Joe D. Mazza reviews the Eric Garner police chokehold case in New York City. He calls for enhanced scholarly support in policymaking.

Published onDec 01, 2018
ESSAY: The Eric Garner Incident: Sentinel Calls for Greater Scholarly Support in Policymaking


The Eric Garner incident serves as a sentinel event exposing weakness in our system of policing low-level offenses. The New York Police Department policy at the center of this encounter lacked a foundation of sound evidence. Administrative mandates forced officers to make a custodial arrest instead of releasing a low-level offender in the field. Combined, they created a condition ripe for tragic results. Custodial arrests should serve important public interests, but none are apparent here. This incident presents a call for greater scholarly partnerships with police and other stakeholders to provide studies with evidence on which better public policy can be based.

The Journal of Criminal Justice and Law is the official open access journal of the Law and Public Policy Section of the Academy of Criminal Justice Sciences.
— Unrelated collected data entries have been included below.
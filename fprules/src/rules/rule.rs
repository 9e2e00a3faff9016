use crate::fp::{Item, Itemset};
use std::fmt::{self, Display};

/// An association rule `antecedent ⇒ consequent`.
#[derive(Debug, Clone, PartialEq)]
pub struct Rule<T> {
    pub antecedent: Itemset<T>,
    pub consequent: Itemset<T>,
    /// Fraction of transactions containing antecedent ∪ consequent.
    pub support: f64,
    pub confidence: f64,
    /// 0 when the consequent never occurs.
    pub lift: f64,
    /// `confidence × lift`.
    pub quality_score: f64,
    /// `|antecedent| + |consequent|`.
    pub complexity: usize,
}

impl<T: Item> Rule<T> {
    pub fn new(
        antecedent: Itemset<T>,
        consequent: Itemset<T>,
        support: f64,
        confidence: f64,
        lift: f64,
    ) -> Self {
        let complexity = antecedent.len() + consequent.len();
        Self {
            antecedent,
            consequent,
            support,
            confidence,
            lift,
            quality_score: confidence * lift,
            complexity,
        }
    }

    /// The itemset the rule was split from.
    pub fn itemset(&self) -> Itemset<T> {
        self.antecedent.union(&self.consequent)
    }
}

impl<T: Display> Display for Rule<T> {
    fn fmt(&self, f: &mut fmt::Formatter<'_>) -> fmt::Result {
        write!(
            f,
            "{} => {} (support {:.4}, confidence {:.4}, lift {:.4}, quality {:.4})",
            self.antecedent,
            self.consequent,
            self.support,
            self.confidence,
            self.lift,
            self.quality_score
        )
    }
}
The journal is jointly published in collaboration with the University of Houston-Downtown.
Cite this article as: Mazza, J. D. (2018). The Eric Garner incident: Sentinel calls for greater scholarly support in policymaking. Journal of Criminal Justice and Law, 2(2), 136-142.
To quote or cite page numbers, download the “Formatted PDF” version from this site and use the page numbers as indicated in that document. The “Formatted PDF” file is the journal’s official version of the article.

The last several years have seen a series of highly publicized incidents in which Black men have allegedly died at the hands of the police. These incidents have resulted in pronounced criticism of modern policing methods and tested the public’s trust in the police. Typically, the media analysis has involved a broad range of opinions – from the purely emotional to the agenda driven. In few cases has that analysis provided a thorough examination of the public policies surrounding the events. Andrew Costello (this issue) provides a thoughtful analysis of the policies surrounding the 2014 Eric Garner incident, viewed through the lens of an experienced New York City police commander. Specifically, he reviews the New York City Police Department (NYPD) policies and a state procedural law that have influenced this matter. His analysis shows how scholars, the public, and police can learn from a sentinel event to inform policy and create change. The Garner incident represents a local incident with national implications worthy of careful consideration by scholars, the police, and the public for the betterment of public policy.


According to the NYPD, on occasions before July 17, 2014, unidentified civilians reported to the police that Eric Garner was selling untaxed loose cigarettes (Costello, this issue). Garner had been arrested for this particular offense several times in the past. On July 17, as part of a coordinated enforcement effort resulting from these complaints, an undercover officer purchased cigarettes from Garner. Shortly thereafter, Officer Daniel Pantaleo, other officers, and a supervisor attempted to arrest Garner for this offense. Garner denied selling cigarettes when confronted by the officers. He went on to say, “Every time you see me you want to mess with me. … I’m tired of this. … It stops today.” Garner continued to voice his discontent until officers moved in to make the arrest. Garner then told the officers at least three times not to touch him. Pantaleo then put his arm around Garner’s neck in an attempt to subdue him – a maneuver described in the media and elsewhere as a chokehold (Chung, 2015; Peters & Eure, 2015). Garner continued to resist his arrest physically by struggling to stay on his feet and prevent the officers from gaining control of his hands until he was finally brought to the ground by four police officers. Once on the ground, Garner told officers that he could not breathe. Officers called for emergency medical services, and Garner was transported to a local hospital.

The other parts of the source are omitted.